*** Source material Section Begins ***
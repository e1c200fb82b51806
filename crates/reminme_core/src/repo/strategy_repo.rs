//! Research result and conversation strategy persistence.
//!
//! # Invariants
//! - A strategy and its steps are inserted together or not at all.
//! - Steps are numbered from zero in the order they were generated.

use crate::model::strategy::{
    ConversationStep, ConversationStrategy, NewConversationStrategy, NewResearchResult,
    ResearchKind, ResearchResult, StrategyDetail,
};
use crate::model::{RecordId, UserId};
use crate::repo::business_repo::ensure_business_owned;
use crate::repo::people_repo::ensure_person_owned;
use crate::repo::{
    begin_immediate, ensure_connection_ready, new_id, opt_id, row_json, row_optional_uuid,
    row_uuid, to_json, RepoError, RepoResult,
};
use rusqlite::types::Value;
use rusqlite::{params, params_from_iter, Connection, Row};

const RESEARCH_SELECT_SQL: &str = "SELECT
    id, user_id, business_id, kind, subject, query, summary, suggestions, citations, created_at
FROM research_results";

const STRATEGY_SELECT_SQL: &str = "SELECT
    id, user_id, person_id, situation, goal, summary, citations, created_at
FROM conversation_strategies";

/// Filter options for listing research results.
#[derive(Debug, Clone, Default, PartialEq, Eq)]
pub struct ResearchQuery {
    pub business_id: Option<RecordId>,
    pub kind: Option<ResearchKind>,
}

/// Repository interface for generated research and strategies.
pub trait StrategyRepository {
    fn insert_research(&self, owner: UserId, result: &NewResearchResult)
        -> RepoResult<ResearchResult>;
    fn get_research(&self, owner: UserId, id: RecordId) -> RepoResult<Option<ResearchResult>>;
    fn list_research(&self, owner: UserId, query: &ResearchQuery)
        -> RepoResult<Vec<ResearchResult>>;
    fn delete_research(&self, owner: UserId, id: RecordId) -> RepoResult<()>;

    /// Inserts the strategy and all of its steps in one transaction.
    fn insert_strategy(
        &self,
        owner: UserId,
        strategy: &NewConversationStrategy,
    ) -> RepoResult<StrategyDetail>;
    fn get_strategy(&self, owner: UserId, id: RecordId) -> RepoResult<Option<StrategyDetail>>;
    fn list_strategies(&self, owner: UserId) -> RepoResult<Vec<ConversationStrategy>>;
    fn delete_strategy(&self, owner: UserId, id: RecordId) -> RepoResult<()>;
}

/// SQLite-backed strategy repository.
pub struct SqliteStrategyRepository<'conn> {
    conn: &'conn Connection,
}

impl<'conn> SqliteStrategyRepository<'conn> {
    pub fn try_new(conn: &'conn Connection) -> RepoResult<Self> {
        ensure_connection_ready(conn)?;
        Ok(Self { conn })
    }
}

impl StrategyRepository for SqliteStrategyRepository<'_> {
    fn insert_research(
        &self,
        owner: UserId,
        result: &NewResearchResult,
    ) -> RepoResult<ResearchResult> {
        if let Some(business_id) = result.business_id {
            ensure_business_owned(self.conn, owner, business_id)?;
        }
        let id = new_id();
        self.conn.execute(
            "INSERT INTO research_results (
                id, user_id, business_id, kind, subject, query, summary, suggestions, citations
            ) VALUES (?1, ?2, ?3, ?4, ?5, ?6, ?7, ?8, ?9);",
            params![
                id.to_string(),
                owner.to_string(),
                opt_id(result.business_id),
                result.kind.as_str(),
                result.subject.as_str(),
                result.query.as_str(),
                result.summary.as_deref(),
                to_json(&result.suggestions)?,
                to_json(&result.citations)?,
            ],
        )?;
        self.get_research(owner, id)?
            .ok_or(RepoError::not_found("research_result", id))
    }

    fn get_research(&self, owner: UserId, id: RecordId) -> RepoResult<Option<ResearchResult>> {
        let mut stmt = self.conn.prepare(&format!(
            "{RESEARCH_SELECT_SQL} WHERE id = ?1 AND user_id = ?2;"
        ))?;
        let mut rows = stmt.query(params![id.to_string(), owner.to_string()])?;
        if let Some(row) = rows.next()? {
            return Ok(Some(parse_research_row(row)?));
        }
        Ok(None)
    }

    fn list_research(
        &self,
        owner: UserId,
        query: &ResearchQuery,
    ) -> RepoResult<Vec<ResearchResult>> {
        let mut sql = format!("{RESEARCH_SELECT_SQL} WHERE user_id = ?");
        let mut bind_values = vec![Value::Text(owner.to_string())];
        if let Some(business_id) = query.business_id {
            sql.push_str(" AND business_id = ?");
            bind_values.push(Value::Text(business_id.to_string()));
        }
        if let Some(kind) = query.kind {
            sql.push_str(" AND kind = ?");
            bind_values.push(Value::Text(kind.as_str().to_string()));
        }
        sql.push_str(" ORDER BY created_at DESC, id ASC");

        let mut stmt = self.conn.prepare(&sql)?;
        let mut rows = stmt.query(params_from_iter(bind_values))?;
        let mut results = Vec::new();
        while let Some(row) = rows.next()? {
            results.push(parse_research_row(row)?);
        }
        Ok(results)
    }

    fn delete_research(&self, owner: UserId, id: RecordId) -> RepoResult<()> {
        let changed = self.conn.execute(
            "DELETE FROM research_results WHERE id = ?1 AND user_id = ?2;",
            params![id.to_string(), owner.to_string()],
        )?;
        if changed == 0 {
            return Err(RepoError::not_found("research_result", id));
        }
        Ok(())
    }

    fn insert_strategy(
        &self,
        owner: UserId,
        strategy: &NewConversationStrategy,
    ) -> RepoResult<StrategyDetail> {
        let tx = begin_immediate(self.conn)?;
        if let Some(person_id) = strategy.person_id {
            ensure_person_owned(&tx, owner, person_id)?;
        }

        let id = new_id();
        tx.execute(
            "INSERT INTO conversation_strategies (
                id, user_id, person_id, situation, goal, summary, citations
            ) VALUES (?1, ?2, ?3, ?4, ?5, ?6, ?7);",
            params![
                id.to_string(),
                owner.to_string(),
                opt_id(strategy.person_id),
                strategy.situation.as_str(),
                strategy.goal.as_str(),
                strategy.summary.as_deref(),
                to_json(&strategy.citations)?,
            ],
        )?;
        for (position, step) in strategy.steps.iter().enumerate() {
            tx.execute(
                "INSERT INTO conversation_steps (
                    id, strategy_id, position, title, description, sample_phrase
                ) VALUES (?1, ?2, ?3, ?4, ?5, ?6);",
                params![
                    new_id().to_string(),
                    id.to_string(),
                    position as i64,
                    step.title.as_str(),
                    step.description.as_deref(),
                    step.sample_phrase.as_deref(),
                ],
            )?;
        }

        let detail =
            load_strategy_detail(&tx, owner, id)?.ok_or(RepoError::not_found("strategy", id))?;
        tx.commit()?;
        Ok(detail)
    }

    fn get_strategy(&self, owner: UserId, id: RecordId) -> RepoResult<Option<StrategyDetail>> {
        load_strategy_detail(self.conn, owner, id)
    }

    fn list_strategies(&self, owner: UserId) -> RepoResult<Vec<ConversationStrategy>> {
        let mut stmt = self.conn.prepare(&format!(
            "{STRATEGY_SELECT_SQL} WHERE user_id = ?1 ORDER BY created_at DESC, id ASC;"
        ))?;
        let mut rows = stmt.query(params![owner.to_string()])?;
        let mut strategies = Vec::new();
        while let Some(row) = rows.next()? {
            strategies.push(parse_strategy_row(row)?);
        }
        Ok(strategies)
    }

    fn delete_strategy(&self, owner: UserId, id: RecordId) -> RepoResult<()> {
        let tx = begin_immediate(self.conn)?;
        tx.execute(
            "DELETE FROM conversation_steps
             WHERE strategy_id IN (
                SELECT id FROM conversation_strategies WHERE id = ?1 AND user_id = ?2
             );",
            params![id.to_string(), owner.to_string()],
        )?;
        let removed = tx.execute(
            "DELETE FROM conversation_strategies WHERE id = ?1 AND user_id = ?2;",
            params![id.to_string(), owner.to_string()],
        )?;
        if removed == 0 {
            return Err(RepoError::not_found("strategy", id));
        }
        tx.commit()?;
        Ok(())
    }
}

fn load_strategy_detail(
    conn: &Connection,
    owner: UserId,
    id: RecordId,
) -> RepoResult<Option<StrategyDetail>> {
    let strategy = {
        let mut stmt = conn.prepare(&format!(
            "{STRATEGY_SELECT_SQL} WHERE id = ?1 AND user_id = ?2;"
        ))?;
        let mut rows = stmt.query(params![id.to_string(), owner.to_string()])?;
        match rows.next()? {
            Some(row) => parse_strategy_row(row)?,
            None => return Ok(None),
        }
    };

    let mut stmt = conn.prepare(
        "SELECT id, strategy_id, position, title, description, sample_phrase
         FROM conversation_steps
         WHERE strategy_id = ?1
         ORDER BY position ASC;",
    )?;
    let mut rows = stmt.query(params![id.to_string()])?;
    let mut steps = Vec::new();
    while let Some(row) = rows.next()? {
        steps.push(ConversationStep {
            id: row_uuid(row, "id")?,
            strategy_id: row_uuid(row, "strategy_id")?,
            position: row.get("position")?,
            title: row.get("title")?,
            description: row.get("description")?,
            sample_phrase: row.get("sample_phrase")?,
        });
    }

    Ok(Some(StrategyDetail { strategy, steps }))
}

fn parse_research_row(row: &Row<'_>) -> RepoResult<ResearchResult> {
    let kind_raw: String = row.get("kind")?;
    let kind = ResearchKind::parse(&kind_raw)
        .ok_or_else(|| RepoError::InvalidData(format!("invalid research kind `{kind_raw}`")))?;
    Ok(ResearchResult {
        id: row_uuid(row, "id")?,
        user_id: row_uuid(row, "user_id")?,
        business_id: row_optional_uuid(row, "business_id")?,
        kind,
        subject: row.get("subject")?,
        query: row.get("query")?,
        summary: row.get("summary")?,
        suggestions: row_json(row, "suggestions")?,
        citations: row_json(row, "citations")?,
        created_at: row.get("created_at")?,
    })
}

fn parse_strategy_row(row: &Row<'_>) -> RepoResult<ConversationStrategy> {
    Ok(ConversationStrategy {
        id: row_uuid(row, "id")?,
        user_id: row_uuid(row, "user_id")?,
        person_id: row_optional_uuid(row, "person_id")?,
        situation: row.get("situation")?,
        goal: row.get("goal")?,
        summary: row.get("summary")?,
        citations: row_json(row, "citations")?,
        created_at: row.get("created_at")?,
    })
}
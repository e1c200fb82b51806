//! Process logging bootstrap.
//!
//! # Responsibility
//! - Initialize rolling file logs exactly once per process.
//! - Capture panics as sanitized, metadata-only log events.
//!
//! # Invariants
//! - Logging init is idempotent for the same level and directory.
//! - Re-initialization with a different level or directory is rejected.
//! - Initialization never panics.

use flexi_logger::{
    Cleanup, Criterion, Duplicate, FileSpec, Logger, LoggerHandle, Naming, WriteMode,
};
use log::{error, info};
use once_cell::sync::OnceCell;
use std::error::Error;
use std::fmt::{Display, Formatter};
use std::path::{Path, PathBuf};

const LOG_FILE_BASENAME: &str = "reminme";
const MAX_LOG_FILE_SIZE_BYTES: u64 = 10 * 1024 * 1024;
const MAX_LOG_FILES: usize = 5;
const MAX_PANIC_PAYLOAD_CHARS: usize = 160;

static LOGGING_STATE: OnceCell<LoggingState> = OnceCell::new();
static PANIC_HOOK_INSTALLED: OnceCell<()> = OnceCell::new();

struct LoggingState {
    level: &'static str,
    log_dir: PathBuf,
    _logger: LoggerHandle,
}

/// Logging bootstrap failure.
#[derive(Debug, Clone, PartialEq, Eq)]
pub enum LoggingError {
    UnsupportedLevel(String),
    InvalidDirectory(String),
    /// Logging is already active with a different configuration.
    AlreadyInitialized(String),
    Backend(String),
}

impl Display for LoggingError {
    fn fmt(&self, f: &mut Formatter<'_>) -> std::fmt::Result {
        match self {
            Self::UnsupportedLevel(level) => write!(
                f,
                "unsupported log level `{level}`; expected trace|debug|info|warn|error"
            ),
            Self::InvalidDirectory(message) => write!(f, "invalid log directory: {message}"),
            Self::AlreadyInitialized(message) => {
                write!(f, "logging already initialized: {message}")
            }
            Self::Backend(message) => write!(f, "logger backend failed: {message}"),
        }
    }
}

impl Error for LoggingError {}

/// Initializes file logging with `level` under the absolute `log_dir`.
///
/// With `echo_stderr`, warnings and errors are also duplicated to stderr.
///
/// # Errors
/// - `UnsupportedLevel` for unknown levels.
/// - `InvalidDirectory` when `log_dir` is empty, relative or cannot be created.
/// - `AlreadyInitialized` when called again with a different configuration.
pub fn init_logging(level: &str, log_dir: &str, echo_stderr: bool) -> Result<(), LoggingError> {
    let normalized_level = normalize_level(level)?;
    let normalized_dir = normalize_log_dir(log_dir)?;

    if let Some(state) = LOGGING_STATE.get() {
        return ensure_same_config(state, normalized_level, &normalized_dir);
    }

    let init_dir = normalized_dir.clone();
    let state = LOGGING_STATE.get_or_try_init(|| -> Result<LoggingState, LoggingError> {
        std::fs::create_dir_all(&init_dir).map_err(|err| {
            LoggingError::InvalidDirectory(format!(
                "failed to create `{}`: {err}",
                init_dir.display()
            ))
        })?;

        let duplicate = if echo_stderr {
            Duplicate::Warn
        } else {
            Duplicate::None
        };
        let logger = Logger::try_with_str(normalized_level)
            .map_err(|err| LoggingError::Backend(err.to_string()))?
            .log_to_file(
                FileSpec::default()
                    .directory(init_dir.as_path())
                    .basename(LOG_FILE_BASENAME),
            )
            .rotate(
                Criterion::Size(MAX_LOG_FILE_SIZE_BYTES),
                Naming::Numbers,
                Cleanup::KeepLogFiles(MAX_LOG_FILES),
            )
            .duplicate_to_stderr(duplicate)
            .write_mode(WriteMode::BufferAndFlush)
            .append()
            .format_for_files(flexi_logger::detailed_format)
            .start()
            .map_err(|err| LoggingError::Backend(err.to_string()))?;

        install_panic_hook_once();

        info!(
            "event=app_start module=core status=ok platform={} build_mode={} version={}",
            std::env::consts::OS,
            build_mode(),
            env!("CARGO_PKG_VERSION")
        );
        info!(
            "event=logging_init module=core status=ok level={} log_dir={}",
            normalized_level,
            init_dir.display()
        );

        Ok(LoggingState {
            level: normalized_level,
            log_dir: init_dir,
            _logger: logger,
        })
    })?;

    ensure_same_config(state, normalized_level, &normalized_dir)
}

/// Returns `(level, log_dir)` when logging is active.
pub fn logging_status() -> Option<(&'static str, PathBuf)> {
    LOGGING_STATE
        .get()
        .map(|state| (state.level, state.log_dir.clone()))
}

/// `debug` in debug builds, `info` in release builds.
pub fn default_log_level() -> &'static str {
    if cfg!(debug_assertions) {
        "debug"
    } else {
        "info"
    }
}

fn ensure_same_config(
    state: &LoggingState,
    level: &'static str,
    log_dir: &Path,
) -> Result<(), LoggingError> {
    if state.log_dir != log_dir {
        return Err(LoggingError::AlreadyInitialized(format!(
            "active at `{}`; refusing to switch to `{}`",
            state.log_dir.display(),
            log_dir.display()
        )));
    }
    if state.level != level {
        return Err(LoggingError::AlreadyInitialized(format!(
            "active with level `{}`; refusing to switch to `{level}`",
            state.level
        )));
    }
    Ok(())
}

fn normalize_level(level: &str) -> Result<&'static str, LoggingError> {
    match level.trim().to_ascii_lowercase().as_str() {
        "trace" => Ok("trace"),
        "debug" => Ok("debug"),
        "info" => Ok("info"),
        "warn" | "warning" => Ok("warn"),
        "error" => Ok("error"),
        other => Err(LoggingError::UnsupportedLevel(other.to_string())),
    }
}

fn normalize_log_dir(log_dir: &str) -> Result<PathBuf, LoggingError> {
    let trimmed = log_dir.trim();
    if trimmed.is_empty() {
        return Err(LoggingError::InvalidDirectory(
            "path cannot be empty".to_string(),
        ));
    }
    let path = Path::new(trimmed);
    if !path.is_absolute() {
        return Err(LoggingError::InvalidDirectory(format!(
            "must be an absolute path, got `{trimmed}`"
        )));
    }
    Ok(path.to_path_buf())
}

fn build_mode() -> &'static str {
    if cfg!(debug_assertions) {
        "debug"
    } else {
        "release"
    }
}

fn install_panic_hook_once() {
    if PANIC_HOOK_INSTALLED.get().is_some() {
        return;
    }

    let previous_hook = std::panic::take_hook();
    std::panic::set_hook(Box::new(move |panic_info| {
        // Payloads may carry user text; only a capped single line is logged.
        let location = panic_info
            .location()
            .map(|loc| format!("{}:{}", loc.file(), loc.line()))
            .unwrap_or_else(|| "unknown".to_string());
        let payload = panic_payload_summary(panic_info);
        error!(
            "event=panic_captured module=core status=error location={} payload={}",
            location, payload
        );
        previous_hook(panic_info);
    }));

    let _ = PANIC_HOOK_INSTALLED.set(());
}

fn panic_payload_summary(info: &std::panic::PanicHookInfo<'_>) -> String {
    let payload = if let Some(message) = info.payload().downcast_ref::<&str>() {
        (*message).to_string()
    } else if let Some(message) = info.payload().downcast_ref::<String>() {
        message.clone()
    } else {
        "non-string panic payload".to_string()
    };

    sanitize_message(&payload, MAX_PANIC_PAYLOAD_CHARS)
}

fn sanitize_message(value: &str, max_chars: usize) -> String {
    let normalized = value.replace(['\n', '\r'], " ");
    let mut truncated = normalized.chars().take(max_chars).collect::<String>();
    if normalized.chars().count() > max_chars {
        truncated.push_str("...");
    }
    truncated
}

#[cfg(test)]
mod tests {
    use super::{
        init_logging, logging_status, normalize_level, normalize_log_dir, sanitize_message,
        LoggingError,
    };

    #[test]
    fn normalize_level_accepts_known_values() {
        assert_eq!(normalize_level("INFO").expect("normalize level should succeed"), "info");
        assert_eq!(normalize_level(" warning ").expect("normalize level should succeed"), "warn");
        assert!(matches!(
            normalize_level("loud"),
            Err(LoggingError::UnsupportedLevel(_))
        ));
    }

    #[test]
    fn normalize_log_dir_rejects_relative_path() {
        let error = normalize_log_dir("logs/dev").unwrap_err();
        assert!(error.to_string().contains("absolute"));
    }

    #[test]
    fn sanitize_message_removes_newlines_and_truncates() {
        let sanitized = sanitize_message("line1\nline2\rline3", 8);
        assert!(!sanitized.contains('\n'));
        assert!(!sanitized.contains('\r'));
        assert!(sanitized.ends_with("..."));
    }

    #[test]
    fn init_logging_is_idempotent_for_same_config_and_rejects_conflicts() {
        let first = tempfile::tempdir().expect("temp dir should be created");
        let second = tempfile::tempdir().expect("temp dir should be created");
        let first_dir = first.path().to_str().expect("path should be utf-8").to_string();
        let second_dir = second.path().to_str().expect("path should be utf-8").to_string();

        init_logging("info", &first_dir, false).expect("first init should succeed");
        init_logging("info", &first_dir, false).expect("repeated init should be a no-op");

        assert!(matches!(
            init_logging("debug", &first_dir, false),
            Err(LoggingError::AlreadyInitialized(_))
        ));
        assert!(matches!(
            init_logging("info", &second_dir, false),
            Err(LoggingError::AlreadyInitialized(_))
        ));

        let (active_level, active_dir) = logging_status().expect("logging should be active");
        assert_eq!(active_level, "info");
        assert_eq!(active_dir, first.path());
    }
}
*** Source material Section Ends ***
→ **Exercise instructions**
Line count for "LoggerHandle": count the lines of the records above that contain it and give only the number.

→ **Solution for this exercise**
2